In repaying the unidentified holders of $1bn of unguaranteed, senior unsecured Anglo Irish bank debt, the Irish government has betrayed its electorate. But it is the ECB that should take the greater blame.

Lumping the taxpayer with having to cough up to repay the debt of failed institutions is a difficult proposition at the best of times. In the aftermath of a new proposal to up the Greek haircut to 50%, it would be a very bitter pill to swallow indeed.

But that is what the Irish government has done with some $1bn of unguaranteed, senior secured Anglo Irish debt, after having been elected on a promise not to do so.

Bankers point out that the redemption of the bond represents a positive development for senior unsecured as an asset class. For months the market has been plagued by uncertainty over the shape of bail-in mechanisms, and any form of burden sharing exercise at Anglo Irish would have undoubtedly put a downer on sentiment.

But the decision to repay the debt in full goes against the pre-election promises of the Fine Gael and Labour parties. The government opted to burn its electorate rather than the bondholders, some of whom could recently have snapped up Anglo’s paper at 52% of par — the level at which it has traded at points during the past 12 months.

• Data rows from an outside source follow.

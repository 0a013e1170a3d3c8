use std::collections::HashSet;

use rhythmseed_core::{GameMode, Medal, Mod};

use super::GenerationContext;
use crate::errors::GenerationError;
use crate::faker::capitalize;

/// Curated mods as `(code, name, description)`.
pub const COMMON_MODS: [(&str, &str, &str); 12] = [
    ("NF", "No Fail", "Player will not fail"),
    ("EZ", "Easy", "Reduces difficulty"),
    ("HD", "Hidden", "No approach circles"),
    ("HR", "HardRock", "Increases difficulty"),
    ("DT", "DoubleTime", "Faster playback"),
    ("HT", "HalfTime", "Slower playback"),
    ("FL", "Flashlight", "Limited vision"),
    ("SO", "SpunOut", "Spinners auto-complete"),
    ("NC", "Nightcore", "Special DoubleTime"),
    ("PF", "Perfect", "Auto-perfect"),
    ("SD", "SuddenDeath", "Player will fail on a miss"),
    ("TD", "Target", "Example mod"),
];

pub fn generate_game_modes() -> Vec<GameMode> {
    GameMode::NAMES
        .iter()
        .zip(1..)
        .map(|(name, id)| GameMode {
            id,
            name: (*name).to_string(),
            description: format!("{name} mode"),
        })
        .collect()
}

/// Curated mods first, then `M<nn>`/`Mod<n>` fillers up to `count`.
///
/// Ids follow append order, so a skipped curated entry never leaves a gap
/// that a filler could collide with.
pub fn generate_mods(count: u32) -> Vec<Mod> {
    let target = count as usize;
    let mut mods: Vec<Mod> = Vec::with_capacity(target);
    let mut codes: HashSet<String> = HashSet::new();
    let mut names: HashSet<String> = HashSet::new();

    for (code, name, description) in COMMON_MODS {
        if mods.len() >= target {
            break;
        }
        if codes.contains(code) || names.contains(name) {
            continue;
        }
        codes.insert(code.to_string());
        names.insert(name.to_string());
        mods.push(Mod {
            id: next_id(mods.len()),
            code: code.to_string(),
            name: name.to_string(),
            description: description.to_string(),
        });
    }

    let mut seq = mods.len() + 1;
    while mods.len() < target {
        let code = format!("M{seq:02}");
        let name = format!("Mod{seq}");
        seq += 1;
        if !codes.insert(code.clone()) || !names.insert(name.clone()) {
            continue;
        }
        mods.push(Mod {
            id: next_id(mods.len()),
            code,
            name,
            description: "Generated mod".to_string(),
        });
    }
    mods
}

/// Medals named `<Word> Medal` from distinct words.
pub fn generate_medals(
    ctx: &mut GenerationContext<'_>,
    count: u32,
) -> Result<Vec<Medal>, GenerationError> {
    let mut medals = Vec::with_capacity(count as usize);
    let mut names: HashSet<String> = HashSet::new();
    let mut collisions = 0_u32;
    while medals.len() < count as usize {
        let word = ctx.faker.unique_word(&mut ctx.rng)?;
        let name = format!("{} Medal", capitalize(&word));
        // Distinct words can still capitalize to the same name.
        if !names.insert(name.clone()) {
            collisions += 1;
            if collisions >= ctx.faker.max_attempts() {
                return Err(GenerationError::Exhausted(format!(
                    "medal names collided {collisions} times"
                )));
            }
            continue;
        }
        let id = next_id(medals.len());
        medals.push(Medal {
            id,
            name,
            description: ctx.faker.sentence(6, &mut ctx.rng),
            icon_url: format!("https://medals.example/{id}.png"),
        });
    }
    Ok(medals)
}

fn next_id(len: usize) -> u32 {
    u32::try_from(len + 1).unwrap_or(u32::MAX)
}

#[cfg(test)]
mod tests {
    use super::*;

    #[test]
    fn four_modes_with_sequential_ids() {
        let modes = generate_game_modes();
        let ids: Vec<u32> = modes.iter().map(|m| m.id).collect();
        assert_eq!(ids, vec![1, 2, 3, 4]);
        assert_eq!(modes[1].name, "standard");
        assert_eq!(modes[3].description, "ctb mode");
    }

    #[test]
    fn mods_stop_at_the_target() {
        let mods = generate_mods(3);
        let codes: Vec<&str> = mods.iter().map(|m| m.code.as_str()).collect();
        assert_eq!(codes, vec!["NF", "EZ", "HD"]);
    }

    #[test]
    fn mods_are_padded_past_the_curated_pool() {
        let mods = generate_mods(15);
        assert_eq!(mods.len(), 15);
        assert_eq!(mods[12].code, "M13");
        assert_eq!(mods[12].name, "Mod13");
        assert_eq!(mods[14].description, "Generated mod");
        let ids: Vec<u32> = mods.iter().map(|m| m.id).collect();
        assert_eq!(ids, (1..=15).collect::<Vec<_>>());
    }

    #[test]
    fn zero_mods_is_empty() {
        assert!(generate_mods(0).is_empty());
    }
}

Protect your people, or protect your patrons? It's a tough one, that. But handing investors a one year profit of just under 100% while cutting spending at home — especially when the majority of the holders are likely to be professional distressed debt investors — can only be seen as callous.

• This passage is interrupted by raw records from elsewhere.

use std::fs::File;
use std::io::{BufWriter, Write};
use std::path::Path;

use rhythmseed_core::{Dataset, InsertRow};

/// Render the dataset as `-- <table>` blocks of insert statements.
///
/// Each block ends with an empty line; tables follow the dependency order.
pub fn render_dataset(dataset: &Dataset) -> Vec<String> {
    let mut lines = Vec::new();
    push_table(&mut lines, &dataset.countries);
    push_table(&mut lines, &dataset.game_modes);
    push_table(&mut lines, &dataset.mods);
    push_table(&mut lines, &dataset.medals);
    push_table(&mut lines, &dataset.players);
    push_table(&mut lines, &dataset.beatmap_sets);
    push_table(&mut lines, &dataset.beatmaps);
    push_table(&mut lines, &dataset.plays);
    push_table(&mut lines, &dataset.play_mods);
    push_table(&mut lines, &dataset.player_medals);
    push_table(&mut lines, &dataset.player_stats);
    lines
}

fn push_table<T: InsertRow>(lines: &mut Vec<String>, rows: &[T]) {
    lines.reserve(rows.len() + 2);
    lines.push(format!("-- {}", T::TABLE));
    lines.extend(rows.iter().map(T::insert_statement));
    lines.push(String::new());
}

/// Write `lines` joined by newlines to `path`, replacing any existing file.
///
/// Returns the number of bytes written.
pub fn write_sql(path: &Path, lines: &[String]) -> std::io::Result<u64> {
    let file = File::create(path)?;
    let mut writer = CountingWriter::new(BufWriter::new(file));
    for (idx, line) in lines.iter().enumerate() {
        if idx > 0 {
            writer.write_all(b"\n")?;
        }
        writer.write_all(line.as_bytes())?;
    }
    writer.flush()?;
    Ok(writer.bytes_written())
}

struct CountingWriter<W: Write> {
    inner: W,
    bytes: u64,
}

impl<W: Write> CountingWriter<W> {
    fn new(inner: W) -> Self {
        Self { inner, bytes: 0 }
    }

    fn bytes_written(&self) -> u64 {
        self.bytes
    }
}

impl<W: Write> Write for CountingWriter<W> {
    fn write(&mut self, buf: &[u8]) -> std::io::Result<usize> {
        let size = self.inner.write(buf)?;
        self.bytes = self.bytes.saturating_add(size as u64);
        Ok(size)
    }

    fn flush(&mut self) -> std::io::Result<()> {
        self.inner.flush()
    }
}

Unless, of course, the decision is forced upon you by the same institutions that last week agreed the Greek haircut. Europe, in the form of the ECB, has Ireland over a barrel — it is keeping the country’s banking system afloat almost singlehandedly, and was vehemently opposed to any form of private sector involvement in write-downs of Anglo’s debt.

The argument that allowing Anglo to default on senior debt would destabilise the asset class is cogent. But it ignores the recent use of bail-in regimes in Denmark, where two failing institutions used government legislation to force losses on senior creditors. European policymakers are clamouring for bail-in legislation to become the norm across the region, so why was it denied in Anglo’s case?

The ultimate blame for the Anglo farce lies with Europe, rather than the Irish government, for applying double standards. How can it be that Greece, bête noire of the global debt markets and serial failure when it comes to austerity, receives special dispensation, while Ireland — which has complied with its budget-cutting programme — is held to ransom over $1bn owed by a bankrupt institution?

All over Europe, austerity administrations are intoning the weary phrase: “we’re all in this together”. We may not know the identity of the Anglo bondholders, but next time Michael Noonan says those five words, listen out for a few sarcastic cackles. Whoever they are, they will be laughing all the way to the bank.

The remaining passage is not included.